Choosing an evidence-based evaluation and management strategy for febrile young infants, making appropriate antibiotic selection for bacterial infections, and de-escalating respiratory support for children with bronchiolitis are commonly encountered scenarios for pediatricians in the outpatient, emergency department, and inpatient settings.
This month’s issue of Pediatrics includes the results of three multicenter, large-scale quality improvement (QI) initiatives conducted through the American Academy of Pediatrics (AAP) Value in Inpatient Pediatrics (VIP) network that demonstrated improvement in each of these scenarios.
Dr. Corrie McDaniel from the University of Washington and colleagues (10.1542/peds.2023-063339) (disclosure: I am an author) used a multifaceted implementation bundle across 103 hospitals to improve adherence to several recommendations from the 2021 AAP clinical practice guideline for febrile infants. Dr. Russell McCulloh at the University of Nebraska and colleagues (10.1542/peds.2023-062246) used several interventions at 118 hospitals to increase the appropriate use of empiric (i.e., before culture results) antibiotic therapy, use of definitive (i.e., after culture results) antibiotic therapy, and duration of antibiotics for several common pediatric infections. Dr. Courtney Byrd from Emory University and colleagues (10.1542/peds.2023-063509) reduced the initiation and duration of high flow nasal cannula for bronchiolitis at 71 hospitals without increasing length of stay.
Each of the three initiatives also had a catchy acronym:
- Reducing Excessive Variability in Infant Sepsis Evaluation II (REVISE II)
- Better Antibiotic Selection In Children (BASiC)
- High Flow Interventions to Facilitate Less Overuse (HIFLO).
All of these QI projects engaged large groups of hospitals in the US and Canada that were diverse geographically and in structure, with hospitals ranging from large, academic, freestanding children’s hospitals to smaller, non-academic general hospitals. Multidisciplinary teams participated at each hospital to implement the QI interventions and enact local change. By centralizing each QI collaborative through an AAP VIP project leadership team, shared resources and a central data collection system, sites were able to compare individual site performance to the larger collaborative.
REVISE II, BASiC, and HIFLO all demonstrated positive changes in their project measures during the intervention period: improvement in guideline-concordant care for febrile infants, increase in appropriate antibiotic initiation and duration, and reduction in unnecessary high flow nasal cannula therapy for bronchiolitis.

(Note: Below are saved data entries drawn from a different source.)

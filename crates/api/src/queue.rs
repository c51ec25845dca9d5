//! Queue status monitoring via Redis Streams.
//!
//! The episode-processing workers consume per-group streams named
//! `graphiti:queue:<group_id>`. This module reads consumer-group metadata
//! (`XINFO GROUPS`) for every active stream and reduces it to a single
//! "is work in flight" signal for the dashboard. It never writes to Redis.

use std::collections::HashMap;
use std::sync::Arc;

use redis::aio::ConnectionManager;
use redis::AsyncCommands;
use serde::Serialize;
use tokio::sync::OnceCell;

/// Key prefix for work-queue streams, one stream per group id
pub const STREAM_PREFIX: &str = "graphiti:queue:";

/// Suffix marking dead-letter streams, excluded from active-work accounting
pub const DLQ_SUFFIX: &str = ":dlq";

/// Returns true if the key names a live work-queue stream (not a DLQ)
pub fn is_queue_stream(key: &str) -> bool {
    key.starts_with(STREAM_PREFIX) && !key.ends_with(DLQ_SUFFIX)
}

/// Per consumer-group counters read from `XINFO GROUPS`.
///
/// `pending` = delivered but unacknowledged (currently being processed),
/// `lag` = not yet delivered to any consumer (waiting in queue).
#[derive(Debug, Clone, Copy, Default, PartialEq, Eq)]
pub struct GroupCounters {
    pub pending: i64,
    pub lag: i64,
}

/// Aggregated queue status, point-in-time snapshot
#[derive(Debug, Clone, Default, Serialize, PartialEq, Eq)]
pub struct QueueStatus {
    pub success: bool,
    pub processing: bool,
    pub pending_count: i64,
    pub processing_count: i64,
    pub active_streams: i64,
    #[serde(skip_serializing_if = "Option::is_none")]
    pub error: Option<String>,
}

impl QueueStatus {
    fn failed(message: String) -> Self {
        Self {
            success: false,
            error: Some(message),
            ..Self::default()
        }
    }
}

/// Reduce per-stream group counters into the aggregate status.
///
/// A group contributes only while it has nonzero pending or lag; each
/// contributing group counts as one active stream entry.
fn aggregate(streams: &[Vec<GroupCounters>]) -> QueueStatus {
    let mut pending_total = 0;
    let mut processing_total = 0;
    let mut active_streams = 0;

    for groups in streams {
        for group in groups {
            if group.pending > 0 || group.lag > 0 {
                processing_total += group.pending;
                pending_total += group.lag;
                active_streams += 1;
            }
        }
    }

    QueueStatus {
        success: true,
        processing: pending_total + processing_total > 0,
        pending_count: pending_total,
        processing_count: processing_total,
        active_streams,
        error: None,
    }
}

/// Extract pending/lag counters from one `XINFO GROUPS` entry.
///
/// `lag` can be nil when the stream's entries-read tracking was lost
/// (e.g. after XSETID); treat that as zero.
fn group_counters(fields: &HashMap<String, redis::Value>) -> GroupCounters {
    let read = |name: &str| -> i64 {
        fields
            .get(name)
            .and_then(|v| redis::from_redis_value::<Option<i64>>(v).ok())
            .flatten()
            .unwrap_or(0)
    };

    GroupCounters {
        pending: read("pending"),
        lag: read("lag"),
    }
}

/// Read-only monitor over the Redis work-queue streams
#[derive(Clone)]
pub struct QueueMonitor {
    client: redis::Client,
    manager: Arc<OnceCell<ConnectionManager>>,
}

impl QueueMonitor {
    pub fn new(redis_url: &str) -> Result<Self, redis::RedisError> {
        Ok(Self {
            client: redis::Client::open(redis_url)?,
            manager: Arc::new(OnceCell::new()),
        })
    }

    /// Get or lazily create the shared connection
    async fn connection(&self) -> Result<ConnectionManager, redis::RedisError> {
        let manager = self
            .manager
            .get_or_try_init(|| ConnectionManager::new(self.client.clone()))
            .await?;
        Ok(manager.clone())
    }

    /// Get the current queue processing status.
    ///
    /// This is a monitoring signal, not a critical path: any connection-level
    /// failure degrades to a zero-valued `success=false` result instead of
    /// surfacing an error to the caller.
    pub async fn get_status(&self) -> QueueStatus {
        match self.collect().await {
            Ok(status) => status,
            Err(e) => {
                tracing::error!(error = %e, "Error getting queue status");
                QueueStatus::failed(e.to_string())
            }
        }
    }

    async fn collect(&self) -> Result<QueueStatus, redis::RedisError> {
        let mut conn = self.connection().await?;

        let keys: Vec<String> = conn.keys(format!("{STREAM_PREFIX}*")).await?;

        let mut streams = Vec::new();
        for key in keys.iter().filter(|k| is_queue_stream(k)) {
            // A stream (or its groups) may be deleted between KEYS and XINFO
            // by an external consumer; that is no data, not an error.
            match stream_groups(&mut conn, key).await {
                Ok(groups) => streams.push(groups),
                Err(e) => {
                    tracing::debug!(stream = %key, error = %e, "Skipping stream without group info");
                }
            }
        }

        Ok(aggregate(&streams))
    }
}

async fn stream_groups(
    conn: &mut ConnectionManager,
    key: &str,
) -> Result<Vec<GroupCounters>, redis::RedisError> {
    let raw: Vec<HashMap<String, redis::Value>> = redis::cmd("XINFO")
        .arg("GROUPS")
        .arg(key)
        .query_async(conn)
        .await?;

    Ok(raw.iter().map(group_counters).collect())
}

#[cfg(test)]
mod tests {
    use super::*;

    fn group(pending: i64, lag: i64) -> GroupCounters {
        GroupCounters { pending, lag }
    }

    #[test]
    fn test_queue_stream_filter() {
        assert!(is_queue_stream("graphiti:queue:main"));
        assert!(is_queue_stream("graphiti:queue:project-42"));
        assert!(!is_queue_stream("graphiti:queue:main:dlq"));
        assert!(!is_queue_stream("telemetry{shard}"));
        assert!(!is_queue_stream("graphiti"));
    }

    #[test]
    fn test_aggregate_empty() {
        let status = aggregate(&[]);
        assert!(status.success);
        assert!(!status.processing);
        assert_eq!(status.pending_count, 0);
        assert_eq!(status.processing_count, 0);
        assert_eq!(status.active_streams, 0);
        assert_eq!(status.error, None);
    }

    #[test]
    fn test_aggregate_idle_groups_do_not_count() {
        // pending=0 AND lag=0 must not increment active_streams nor totals
        let status = aggregate(&[vec![group(0, 0), group(0, 0)], vec![group(0, 0)]]);
        assert!(!status.processing);
        assert_eq!(status.pending_count, 0);
        assert_eq!(status.processing_count, 0);
        assert_eq!(status.active_streams, 0);
    }

    #[test]
    fn test_aggregate_sums_lag_and_pending_separately() {
        let streams = vec![
            vec![group(2, 5), group(0, 0)],
            vec![group(1, 0)],
            vec![group(0, 3)],
        ];
        let status = aggregate(&streams);

        assert!(status.success);
        assert!(status.processing);
        // pending_count = sum of lag over contributing groups
        assert_eq!(status.pending_count, 8);
        // processing_count = sum of pending over contributing groups
        assert_eq!(status.processing_count, 3);
        // idle group does not count
        assert_eq!(status.active_streams, 3);
    }

    #[test]
    fn test_aggregate_single_sided_counters_still_active() {
        // lag-only and pending-only groups both count as active
        let status = aggregate(&[vec![group(0, 7)], vec![group(4, 0)]]);
        assert_eq!(status.pending_count, 7);
        assert_eq!(status.processing_count, 4);
        assert_eq!(status.active_streams, 2);
        assert!(status.processing);
    }

    #[test]
    fn test_group_counters_parsing() {
        let mut fields = HashMap::new();
        fields.insert("name".to_string(), redis::Value::BulkString(b"workers".to_vec()));
        fields.insert("pending".to_string(), redis::Value::Int(4));
        fields.insert("lag".to_string(), redis::Value::Int(9));

        assert_eq!(group_counters(&fields), GroupCounters { pending: 4, lag: 9 });
    }

    #[test]
    fn test_group_counters_nil_lag() {
        let mut fields = HashMap::new();
        fields.insert("pending".to_string(), redis::Value::Int(2));
        fields.insert("lag".to_string(), redis::Value::Nil);

        assert_eq!(group_counters(&fields), GroupCounters { pending: 2, lag: 0 });
    }

    #[test]
    fn test_failed_status_is_zeroed() {
        let status = QueueStatus::failed("connection refused".to_string());
        assert!(!status.success);
        assert!(!status.processing);
        assert_eq!(status.pending_count, 0);
        assert_eq!(status.active_streams, 0);
        assert_eq!(status.error.as_deref(), Some("connection refused"));
    }
}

These three QI initiatives demonstrate the power of large-scale collaboratives that engage diverse groups of hospitals and stakeholders.
A particular strength of the AAP VIP network is the inclusion of non-academic hospitals, including those who primarily serve adults, that are often excluded from pediatric research. This inclusion doesn’t just increase the generalizability of the findings, but more importantly provides necessary resources and facilitates improvement in pediatric care at hospitals that might not otherwise be able to participate in this type of work.

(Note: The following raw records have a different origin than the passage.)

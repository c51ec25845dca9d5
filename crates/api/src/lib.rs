//! Graphiti Admin API Library
//!
//! This crate contains the admin backend for a Graphiti knowledge-graph
//! deployment: configuration views, entity-type management proxied to the
//! MCP server, and health/queue dashboards.

pub mod auth;
pub mod config;
pub mod error;
pub mod mcp;
pub mod probe;
pub mod provider_config;
pub mod queue;
pub mod routes;
pub mod state;

pub use config::Settings;
pub use error::{ApiError, ApiResult};
pub use state::AppState;
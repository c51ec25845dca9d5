//! Authentication for the admin API

pub mod credentials;
pub mod jwt;
pub mod middleware;
pub mod password;

pub use credentials::{AdminCredentials, CredentialsError};
pub use jwt::{Claims, JwtError, JwtManager};
pub use middleware::{require_auth, AuthUser};
pub use password::{hash_password, verify_password};
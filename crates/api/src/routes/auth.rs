//! Authentication routes

use axum::{extract::State, Extension, Json};
use serde::{Deserialize, Serialize};

use crate::{
    auth::{AdminCredentials, AuthUser, CredentialsError},
    error::{ApiError, ApiResult},
    state::AppState,
};

#[derive(Debug, Deserialize)]
pub struct LoginRequest {
    pub username: String,
    pub password: String,
}

#[derive(Debug, Serialize)]
pub struct LoginResponse {
    pub access_token: String,
    pub token_type: String,
    pub expires_in: i64,
}

/// Validate admin credentials and issue a JWT
pub async fn login(
    State(state): State<AppState>,
    Json(request): Json<LoginRequest>,
) -> ApiResult<Json<LoginResponse>> {
    let credentials = AdminCredentials::load(&state.config.config_path).map_err(|e| match e {
        CredentialsError::NotConfigured => {
            tracing::warn!("Login attempted before admin credentials were set up");
            ApiError::InvalidCredentials
        }
        other => {
            tracing::error!(error = %other, "Failed to load admin credentials");
            ApiError::Internal
        }
    })?;

    if !credentials.verify(&request.username, &request.password) {
        return Err(ApiError::InvalidCredentials);
    }

    let access_token = state.jwt.generate_token(&request.username)?;

    Ok(Json(LoginResponse {
        access_token,
        token_type: "bearer".to_string(),
        expires_in: state.jwt.expiry_seconds(),
    }))
}

#[derive(Debug, Serialize)]
pub struct MeResponse {
    pub username: String,
}

/// Current authenticated principal
pub async fn me(Extension(user): Extension<AuthUser>) -> Json<MeResponse> {
    Json(MeResponse {
        username: user.username,
    })
}
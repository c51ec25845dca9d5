//! Dashboard API routes.
//!
//! Every section here is fail-soft: a failing dependency degrades its own
//! field of the response, never the whole request.

use axum::{extract::State, Json};
use serde::Serialize;
use serde_yaml::Value;

use crate::{
    probe::ProbeOutcome,
    provider_config::{self, ProviderCredentials},
    queue::QueueStatus,
    state::AppState,
};

#[derive(Debug, Serialize)]
pub struct DashboardStats {
    pub episodes_count: i64,
    pub entities_count: i64,
    pub relationships_count: i64,
    pub last_activity: Option<String>,
    #[serde(skip_serializing_if = "Option::is_none")]
    pub error: Option<String>,
}

/// Graph-wide statistics, database-neutral via the MCP server
pub async fn get_stats(State(state): State<AppState>) -> Json<DashboardStats> {
    match state.mcp.graph_stats().await {
        Ok(envelope) if envelope.success => Json(DashboardStats {
            episodes_count: envelope.stats.episodes,
            entities_count: envelope.stats.nodes,
            relationships_count: envelope.stats.edges,
            last_activity: None,
            error: None,
        }),
        Ok(envelope) => Json(DashboardStats {
            episodes_count: 0,
            entities_count: 0,
            relationships_count: 0,
            last_activity: None,
            error: envelope.error,
        }),
        Err(e) => Json(DashboardStats {
            episodes_count: 0,
            entities_count: 0,
            relationships_count: 0,
            last_activity: None,
            error: Some(e.to_string()),
        }),
    }
}

#[derive(Debug, Serialize)]
pub struct McpServerSection {
    pub status: &'static str,
    pub url: String,
}

#[derive(Debug, Serialize)]
pub struct GraphDatabaseSection {
    pub status: &'static str,
    pub provider: String,
    #[serde(skip_serializing_if = "Option::is_none")]
    pub browser_url: Option<String>,
}

#[derive(Debug, Serialize)]
pub struct ProviderSection {
    pub provider: String,
    pub model: String,
    pub api_url: String,
    #[serde(flatten)]
    pub check: ProbeOutcome,
}

#[derive(Debug, Serialize)]
pub struct QueueSection {
    pub total_pending: i64,
    pub currently_processing: i64,
    #[serde(skip_serializing_if = "Option::is_none")]
    pub error: Option<String>,
}

#[derive(Debug, Serialize)]
pub struct ServiceStatusResponse {
    pub graphiti_mcp: McpServerSection,
    pub graph_database: GraphDatabaseSection,
    pub llm: ProviderSection,
    pub embedder: ProviderSection,
    pub queue: QueueSection,
}

async fn provider_section(state: &AppState, creds: ProviderCredentials) -> ProviderSection {
    let check = state
        .probe
        .check(&creds.api_url, &creds.api_key, &creds.model, &creds.provider)
        .await;

    ProviderSection {
        provider: creds.provider,
        model: creds.model,
        api_url: creds.api_url,
        check,
    }
}

/// Status of all collaborating services
pub async fn get_service_status(State(state): State<AppState>) -> Json<ServiceStatusResponse> {
    // Graph database health via the MCP server (DB-neutral)
    let graph_status = match state.mcp.health_check().await {
        Ok(true) => "healthy",
        _ => "unreachable",
    };

    // A missing config document just renders every provider unconfigured
    let config =
        provider_config::read_config(&state.config.config_path).unwrap_or(Value::Null);

    let llm = provider_section(&state, provider_config::llm_credentials(&config)).await;
    let embedder = provider_section(&state, provider_config::embedder_credentials(&config)).await;

    let queue_status = state.queue.get_status().await;

    Json(ServiceStatusResponse {
        graphiti_mcp: McpServerSection {
            status: graph_status,
            url: state.config.mcp_url.clone(),
        },
        graph_database: GraphDatabaseSection {
            status: graph_status,
            provider: state.config.graph_provider.clone(),
            browser_url: (state.config.graph_provider == "falkordb")
                .then(|| state.config.falkordb_browser_url.clone()),
        },
        llm,
        embedder,
        queue: QueueSection {
            total_pending: queue_status.pending_count,
            currently_processing: queue_status.processing_count,
            error: queue_status.error,
        },
    })
}

/// Raw aggregate queue status
pub async fn get_queue_status(State(state): State<AppState>) -> Json<QueueStatus> {
    Json(state.queue.get_status().await)
}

Of note, all of these projects were conducted during the COVID-19 pandemic and associated respiratory viral surges. All the participants in these initiatives, from the project leadership team to the local teams at each site, should be commended for their collaboration and QI success during what was a busy and challenging time at all the hospitals.
Please also read the excellent commentary, entitled “We Need it All in Quality Improvement: Local Change, Collaboration, and an Equity Lens,” from Margaret Ridge, MD, and Angela Statile, MD, from the University of Cincinnati (10.1542/peds.2024-065653) that contextualizes these three projects and makes a call to include an equity lens to these QI initiatives, including strategies to ensure equitable implementation and positive change.